Wednesday, January 28, 2009

This Road To Damascus Experience

I feel as though I've been a bad blogger lately. Touching on some of the lighter things going on around us. Avoiding the blogger log-in button in a similar fashion to the way I sometimes clean the house, in order to avoid working on our budget.

Last Friday I started Philip Yancey's What's So Amazing About Grace. And, as of tonight I have finished it. It was my second time around and this time more thought-provoking that the first...though it's been about ten years.

Three days ago, I picked up my copy of From Ashes To Africa. Josh and Amy Bottomly recount their journey from early marriage, through the trials of barrenness, all the way to Africa. Specifically, their journey leads them to Ethiopia and their son, Silas. Their lives will never be the same and they are now sharing their memoir. My copy arrived in the mail Tuesday mid-afternoon. I finished for the first time at 8am on Wednesday. I read it again this afternoon. While it's not a really short book, the 180 pages are a relatively easy read. (I'm open to lending it out, if you want to borrow my copy!)

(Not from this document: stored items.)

impl VmServiceResponse {
    /// Convert into the caller-facing result.
    ///
    /// A structured `error` becomes [`Error::RemoteError`] verbatim; a frame
    /// carrying neither field is a protocol violation.
    pub fn into_result(self) -> Result<Value> {
        if let Some(error) = self.error {
            Err(Error::remote(error.code, error.message, error.data))
        } else if let Some(result) = self.result {
            Ok(result)
        } else {
            Err(Error::protocol(
                "VM Service response contained neither result nor error",
            ))
        }
    }
}

/// JSON-RPC 2.0 error object.
#[derive(Debug, Deserialize)]
pub struct VmServiceError {
    /// Numeric error code.
    pub code: i32,
    /// Human-readable error message.
    pub message: String,
    /// Optional additional error data.
    pub data: Option<Value>,
}

// ---------------------------------------------------------------------------
// Stream event types
// ---------------------------------------------------------------------------

/// `params` of a `"streamNotify"` notification.
#[derive(Debug, Clone, Deserialize)]
#[serde(rename_all = "camelCase")]
pub struct StreamNotification {
    /// The stream identifier, e.g. `"Extension"`, `"Logging"`, `"Debug"`.
    pub stream_id: String,
    /// The event itself.
    pub event: StreamEvent,
}

/// A single VM Service stream event.
#[derive(Debug, Clone, Deserialize)]
#[serde(rename_all = "camelCase")]
pub struct StreamEvent {
    /// Event kind, e.g. `"Extension"`, `"Logging"`, `"PauseBreakpoint"`.
    pub kind: String,
    /// Isolate that generated the event, if applicable.
    pub isolate: Option<IsolateRef>,
    /// Milliseconds since epoch when the event was generated.
    pub timestamp: Option<i64>,
    /// Kind-specific fields, captured untyped for forward compatibility.
    #[serde(flatten)]
    pub data: Value,
}

/// `{"method": "streamNotify", "params": {...}}` envelope.
#[derive(Debug, Deserialize)]
struct StreamNotifyFrame {
    method: String,
    params: StreamNotification,
}

// ---------------------------------------------------------------------------
// VM / Isolate information types
// ---------------------------------------------------------------------------

/// Response body from the `getVM` RPC call.
#[derive(Debug, Deserialize)]
#[serde(rename_all = "camelCase")]
pub struct VmInfo {
    /// VM name (usually `"vm"`).
    pub name: String,
    /// Dart VM version string.
    pub version: String,
    /// Running isolates.
    #[serde(default)]
    pub isolates: Vec<IsolateRef>,
}

impl VmInfo {
    /// The first non-system isolate. In a Flutter app this is the UI isolate.
    pub fn main_isolate(&self) -> Option<&IsolateRef> {
        self.isolates
            .iter()
            .find(|iso| !iso.is_system_isolate.unwrap_or(false))
    }
}

/// Lightweight reference to a Dart isolate.
#[derive(Debug, Clone, Deserialize)]
#[serde(rename_all = "camelCase")]
pub struct IsolateRef {
    /// Unique isolate ID (e.g. `"isolates/1234"`).
    pub id: String,
    /// Human-readable isolate name.
    pub name: String,
    /// Isolate number as a string, if provided.
    pub number: Option<String>,
    /// Whether this is an internal VM system isolate.
    pub is_system_isolate: Option<bool>,
}

/// Full isolate details from the `getIsolate` RPC call.
#[derive(Debug, Deserialize)]
#[serde(rename_all = "camelCase")]
pub struct IsolateInfo {
    pub id: String,
    pub name: String,
    pub number: Option<String>,
    /// Whether the isolate is currently runnable.
    pub runnable: Option<bool>,
    /// Epoch milliseconds when the isolate was started.
    pub start_time: Option<i64>,
    /// Service extension RPCs registered by this isolate.
    #[serde(rename = "extensionRPCs")]
    pub extension_rpcs: Option<Vec<String>>,
}

// ---------------------------------------------------------------------------
// Parsed message discriminant
// ---------------------------------------------------------------------------

/// The result of parsing a raw VM Service WebSocket text frame.
#[derive(Debug)]
pub enum VmServiceMessage {
    /// A response to a request we sent (has an `id` field).
    Response(VmServiceResponse),
    /// A stream event notification (no `id`).
    Event(StreamNotification),
    /// A message we received but could not interpret.
    Unknown(String),
}

/// Parse a raw WebSocket text message into a typed [`VmServiceMessage`].
///
/// Dispatch logic:
/// - Non-null top-level `"id"` → [`VmServiceResponse`].
/// - `"method": "streamNotify"` → [`StreamNotification`] from `params`.
/// - `"type": "Event"` with top-level `streamId`/`event` → [`StreamNotification`].
/// - Anything else → [`VmServiceMessage::Unknown`].
pub fn parse_vm_message(text: &str) -> VmServiceMessage {
    let value: Value = match serde_json::from_str(text) {
        Ok(v) => v,
        Err(_) => return VmServiceMessage::Unknown(text.to_string()),
    };

    let has_id = value.get("id").is_some_and(|v| !v.is_null());

    if has_id {
        return match serde_json::from_value::<VmServiceResponse>(value) {
            Ok(response) => VmServiceMessage::Response(response),
            Err(_) => VmServiceMessage::Unknown(text.to_string()),
        };
    }

    if value.get("method").is_some() {
        return match serde_json::from_value::<StreamNotifyFrame>(value) {
            Ok(frame) if frame.method == "streamNotify" => VmServiceMessage::Event(frame.params),
            _ => VmServiceMessage::Unknown(text.to_string()),
        };
    }

    if value.get("type").and_then(Value::as_str) == Some("Event") {
        return match serde_json::from_value::<StreamNotification>(value) {
            Ok(notification) => VmServiceMessage::Event(notification),
            Err(_) => VmServiceMessage::Unknown(text.to_string()),
        };
    }

    VmServiceMessage::Unknown(text.to_string())
}

// ---------------------------------------------------------------------------
// Request tracker
// ---------------------------------------------------------------------------

/// Generate a unique VM Service request ID string.
fn next_vm_request_id() -> String {
    Uuid::new_v4().to_string()
}

/// A registered pending request waiting for a VM Service response.
struct PendingVmRequest {
    method: String,
    /// Channel half used to deliver the outcome to the caller.
    response_tx: oneshot::Sender<Result<Value>>,
    issued_at: Instant,
}

/// Tracks in-flight VM Service requests and matches them to responses.
///
/// Every entry leaves the map exactly once: through [`resolve`](Self::resolve),
/// [`reject`](Self::reject), [`expire`](Self::expire),
/// [`cleanup_stale`](Self::cleanup_stale) or [`drain_all`](Self::drain_all).
/// Any later attempt to complete the same id is a no-op returning `false`.
pub struct VmRequestTracker {
    pending: HashMap<String, PendingVmRequest>,
}

impl VmRequestTracker {
    pub fn new() -> Self {
        Self {
            pending: HashMap::new(),
        }
    }

    /// Generate a fresh request ID and register a pending slot for it.
    ///
    /// Returns `(id, receiver)` where `id` must be sent in the JSON-RPC
    /// request and `receiver` will yield the outcome when it arrives.
    pub fn register(
        &mut self,
        method: impl Into<String>,
    ) -> (String, oneshot::Receiver<Result<Value>>) {
        let id = next_vm_request_id();
        let (tx, rx) = oneshot::channel();

        self.pending.insert(
            id.clone(),
            PendingVmRequest {
                method: method.into(),
                response_tx: tx,
                issued_at: Instant::now(),
            },
        );

        (id, rx)
    }

    /// Resolve a pending request with a successful result.
    pub fn resolve(&mut self, id: &str, result: Value) -> bool {
        self.finish(id, Ok(result))
    }

    /// Reject a pending request with an error.
    pub fn reject(&mut self, id: &str, error: Error) -> bool {
        self.finish(id, Err(error))
    }

    /// Route a decoded response frame to its waiting caller.
    ///
    /// Returns `true` if `id` was found in the pending map (response routed),
    /// or `false` if no matching pending request exists.
    pub fn complete(&mut self, id: &str, response: VmServiceResponse) -> bool {
        self.finish(id, response.into_result())
    }

    fn finish(&mut self, id: &str, outcome: Result<Value>) -> bool {
        match self.pending.remove(id) {
            Some(pending) => {
                // The receiver may have been dropped; ignore the error.
                let _ = pending.response_tx.send(outcome);
                true
            }
            None => false,
        }
    }

    /// Remove an entry whose caller already gave up waiting.
    pub fn expire(&mut self, id: &str) -> bool {
        self.pending.remove(id).is_some()
    }

    /// Reject every pending request with [`Error::ConnectionClosed`].
    ///
    /// Returns the number of requests that were rejected.
    pub fn drain_all(&mut self) -> usize {
        let drained = self.pending.len();
        for (_, pending) in self.pending.drain() {
            let _ = pending.response_tx.send(Err(Error::ConnectionClosed));
        }
        drained
    }

    /// Reject all requests that have been pending longer than `max_age`
    /// with [`Error::Timeout`].
    ///
    /// Returns the IDs of the requests that were removed.
    pub fn cleanup_stale(&mut self, max_age: Duration) -> Vec<String> {
        let now = Instant::now();

        let stale: Vec<String> = self
            .pending
            .iter()
            .filter(|(_, req)| now.duration_since(req.issued_at) > max_age)
            .map(|(id, _)| id.clone())
            .collect();

        for id in &stale {
            if let Some(pending) = self.pending.remove(id) {
                let err = Error::timeout(pending.method, max_age);
                let _ = pending.response_tx.send(Err(err));
            }
        }

        stale
    }

    /// Return the number of currently pending requests.
    pub fn pending_count(&self) -> usize {
        self.pending.len()
    }

    pub fn is_pending(&self, id: &str) -> bool {
        self.pending.contains_key(id)
    }
}

impl Default for VmRequestTracker {
    fn default() -> Self {
        Self::new()
    }
}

I have to say, I'm one of those people who cannot put something down once it has been started. I have to finish whatever sewing project it is I have started, that same day. I like magazines because I can read one article start to finish in minimal time. Ben just completed a puzzle (a tough one) started on Boxing Day. I'm in awe that he kept going back. I couldn't attempt to even start something so overwhelming.

You get the point - reading a novel is challenging for me because it can be hard to start and finish all in one long sitting. But finding works as heart-wrenching, soul searching, mind changing, and spirit seeking as the two I've read lately is refreshing.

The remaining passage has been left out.